### Exercise input
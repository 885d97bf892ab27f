// `addctfchannels` and `delctfcategory`
//
// Both commands check the authorization policy before anything else and
// answer immediately. The workflow itself runs in the background and only
// reports back through a followup when there is something to say.

use futures::FutureExt;
use tracing::{error, info, warn};

use ctfbot_core::{
    Actor, AuthorizationPolicy, BotError, GuildContext, ProvisionOptions, Result, Snowflake,
    TeardownOutcome, WorkspaceSpec,
};
use ctfbot_discord::{CommandData, Interaction, InteractionResponse};

use super::{ephemeral, error_reply, text, user_message, CommandOutcome, DENIED_MESSAGE};
use crate::AppState;

pub const NOT_A_WORKSPACE_MESSAGE: &str = "this is not a CTF category!";

pub fn added_message(name: &str) -> String {
    format!("added new CTF category: {}", name)
}

pub fn deleted_message(name: &str) -> String {
    format!("Deleted CTF category: {}", name)
}

/// Guild the interaction came from; the @everyone role shares its id
fn guild_context(interaction: &Interaction) -> Result<GuildContext> {
    interaction
        .guild_id
        .map(|guild| GuildContext::new(guild, guild))
        .ok_or_else(|| BotError::invalid_argument("this command only works inside a server"))
}

fn command_data(interaction: &Interaction) -> Result<&CommandData> {
    interaction
        .data
        .as_ref()
        .ok_or_else(|| BotError::invalid_argument("missing command data"))
}

fn required<T>(value: Option<T>, name: &str) -> Result<T> {
    value.ok_or_else(|| BotError::invalid_argument(format!("{} is required", name)))
}

fn denied(actor: &Actor, command: &str) -> CommandOutcome {
    warn!(actor_id = actor.id, command, "Command denied");
    CommandOutcome::reply(ephemeral(DENIED_MESSAGE))
}

struct AddRequest {
    spec: WorkspaceSpec,
    options: ProvisionOptions,
    guild: GuildContext,
}

impl AddRequest {
    fn parse(interaction: &Interaction) -> Result<Self> {
        let data = command_data(interaction)?;
        Ok(Self {
            spec: WorkspaceSpec::new(required(data.string("ctf_name"), "ctf_name")?),
            options: ProvisionOptions {
                seed_headers: required(data.boolean("headers"), "headers")?,
                announce: required(data.boolean("announce"), "announce")?,
            },
            guild: guild_context(interaction)?,
        })
    }
}

/// `addctfchannels`: acknowledge, then provision in the background
pub fn add(state: &AppState, interaction: &Interaction) -> CommandOutcome {
    let actor = interaction.actor();
    if !state.policy.authorize(&actor) {
        return denied(&actor, "addctfchannels");
    }

    let request = match AddRequest::parse(interaction) {
        Ok(request) => request,
        Err(e) => return CommandOutcome::reply(error_reply(&e)),
    };

    let ack = ephemeral(added_message(request.spec.name()));
    let state = state.clone();
    let application_id = interaction.application_id;
    let token = interaction.token.clone();

    let task = async move {
        let result = state
            .workspaces
            .provision(
                state.policy.as_ref(),
                &actor,
                &request.spec,
                request.options,
                &request.guild,
            )
            .await;

        match result {
            Ok(workspace) => info!(
                workspace = request.spec.name(),
                category_id = %workspace.group.id,
                "addctfchannels finished"
            ),
            Err(e) => {
                error!(workspace = request.spec.name(), error = %e, "addctfchannels failed");
                state
                    .notify(
                        application_id,
                        &token,
                        text(user_message(&e)).ephemeral(),
                    )
                    .await;
            }
        }
    };

    CommandOutcome::with_background(ack, task.boxed())
}

struct DeleteRequest {
    category: Snowflake,
    guild: GuildContext,
}

impl DeleteRequest {
    fn parse(interaction: &Interaction) -> Result<Self> {
        let data = command_data(interaction)?;
        Ok(Self {
            category: required(data.channel("category"), "category")?,
            guild: guild_context(interaction)?,
        })
    }
}

/// `delctfcategory`: defer, validate and delete in the background
pub fn delete(state: &AppState, interaction: &Interaction) -> CommandOutcome {
    let actor = interaction.actor();
    if !state.policy.authorize(&actor) {
        return denied(&actor, "delctfcategory");
    }

    let request = match DeleteRequest::parse(interaction) {
        Ok(request) => request,
        Err(e) => return CommandOutcome::reply(error_reply(&e)),
    };

    let state = state.clone();
    let application_id = interaction.application_id;
    let token = interaction.token.clone();

    let task = async move {
        let result = state
            .workspaces
            .teardown(
                state.policy.as_ref(),
                &actor,
                &request.guild,
                request.category,
            )
            .await;

        let message = match result {
            Ok(TeardownOutcome::Deleted { name, .. }) => deleted_message(&name),
            Ok(TeardownOutcome::Rejected { .. }) => NOT_A_WORKSPACE_MESSAGE.to_string(),
            Err(e) => {
                error!(category_id = %request.category, error = %e, "delctfcategory failed");
                user_message(&e)
            }
        };

        state
            .notify(application_id, &token, text(message).ephemeral())
            .await;
    };

    CommandOutcome::with_background(InteractionResponse::deferred(true), task.boxed())
}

### Exercise
From the listing above, extract all records word for word.

### Task result
repository 885d97bf892ab27f
// `addctfchannels` and `delctfcategory`
//
// Both commands check the authorization policy before anything else and
// answer immediately. The workflow itself runs in the background and only
// reports back through a followup when there is something to say.

use futures::FutureExt;
use tracing::{error, info, warn};

use ctfbot_core::{
    Actor, AuthorizationPolicy, BotError, GuildContext, ProvisionOptions, Result, Snowflake,
    TeardownOutcome, WorkspaceSpec,
};
use ctfbot_discord::{CommandData, Interaction, InteractionResponse};

use super::{ephemeral, error_reply, text, user_message, CommandOutcome, DENIED_MESSAGE};
use crate::AppState;

pub const NOT_A_WORKSPACE_MESSAGE: &str = "this is not a CTF category!";

pub fn added_message(name: &str) -> String {
    format!("added new CTF category: {}", name)
}

pub fn deleted_message(name: &str) -> String {
    format!("Deleted CTF category: {}", name)
}

/// Guild the interaction came from; the @everyone role shares its id
fn guild_context(interaction: &Interaction) -> Result<GuildContext> {
    interaction
        .guild_id
        .map(|guild| GuildContext::new(guild, guild))
        .ok_or_else(|| BotError::invalid_argument("this command only works inside a server"))
}

fn command_data(interaction: &Interaction) -> Result<&CommandData> {
    interaction
        .data
        .as_ref()
        .ok_or_else(|| BotError::invalid_argument("missing command data"))
}

fn required<T>(value: Option<T>, name: &str) -> Result<T> {
    value.ok_or_else(|| BotError::invalid_argument(format!("{} is required", name)))
}

fn denied(actor: &Actor, command: &str) -> CommandOutcome {
    warn!(actor_id = actor.id, command, "Command denied");
    CommandOutcome::reply(ephemeral(DENIED_MESSAGE))
}

struct AddRequest {
    spec: WorkspaceSpec,
    options: ProvisionOptions,
    guild: GuildContext,
}

impl AddRequest {
    fn parse(interaction: &Interaction) -> Result<Self> {
        let data = command_data(interaction)?;
        Ok(Self {
            spec: WorkspaceSpec::new(required(data.string("ctf_name"), "ctf_name")?),
            options: ProvisionOptions {
                seed_headers: required(data.boolean("headers"), "headers")?,
                announce: required(data.boolean("announce"), "announce")?,
            },
            guild: guild_context(interaction)?,
        })
    }
}

/// `addctfchannels`: acknowledge, then provision in the background
pub fn add(state: &AppState, interaction: &Interaction) -> CommandOutcome {
    let actor = interaction.actor();
    if !state.policy.authorize(&actor) {
        return denied(&actor, "addctfchannels");
    }

    let request = match AddRequest::parse(interaction) {
        Ok(request) => request,
        Err(e) => return CommandOutcome::reply(error_reply(&e)),
    };

    let ack = ephemeral(added_message(request.spec.name()));
    let state = state.clone();
    let application_id = interaction.application_id;
    let token = interaction.token.clone();

    let task = async move {
        let result = state
            .workspaces
            .provision(
                state.policy.as_ref(),
                &actor,
                &request.spec,
                request.options,
                &request.guild,
            )
            .await;

        match result {
            Ok(workspace) => info!(
                workspace = request.spec.name(),
                category_id = %workspace.group.id,
                "addctfchannels finished"
            ),
            Err(e) => {
                error!(workspace = request.spec.name(), error = %e, "addctfchannels failed");
                state
                    .notify(
                        application_id,
                        &token,
                        text(user_message(&e)).ephemeral(),
                    )
                    .await;
            }
        }
    };

    CommandOutcome::with_background(ack, task.boxed())
}

struct DeleteRequest {
    category: Snowflake,
    guild: GuildContext,
}

impl DeleteRequest {
    fn parse(interaction: &Interaction) -> Result<Self> {
        let data = command_data(interaction)?;
        Ok(Self {
            category: required(data.channel("category"), "category")?,
            guild: guild_context(interaction)?,
        })
    }
}

/// `delctfcategory`: defer, validate and delete in the background
pub fn delete(state: &AppState, interaction: &Interaction) -> CommandOutcome {
    let actor = interaction.actor();
    if !state.policy.authorize(&actor) {
        return denied(&actor, "delctfcategory");
    }

    let request = match DeleteRequest::parse(interaction) {
        Ok(request) => request,
        Err(e) => return CommandOutcome::reply(error_reply(&e)),
    };

    let state = state.clone();
    let application_id = interaction.application_id;
    let token = interaction.token.clone();

    let task = async move {
        let result = state
            .workspaces
            .teardown(
                state.policy.as_ref(),
                &actor,
                &request.guild,
                request.category,
            )
            .await;

        let message = match result {
            Ok(TeardownOutcome::Deleted { name, .. }) => deleted_message(&name),
            Ok(TeardownOutcome::Rejected { .. }) => NOT_A_WORKSPACE_MESSAGE.to_string(),
            Err(e) => {
                error!(category_id = %request.category, error = %e, "delctfcategory failed");
                user_message(&e)
            }
        };

        state
            .notify(application_id, &token, text(message).ephemeral())
            .await;
    };

    CommandOutcome::with_background(InteractionResponse::deferred(true), task.boxed())
}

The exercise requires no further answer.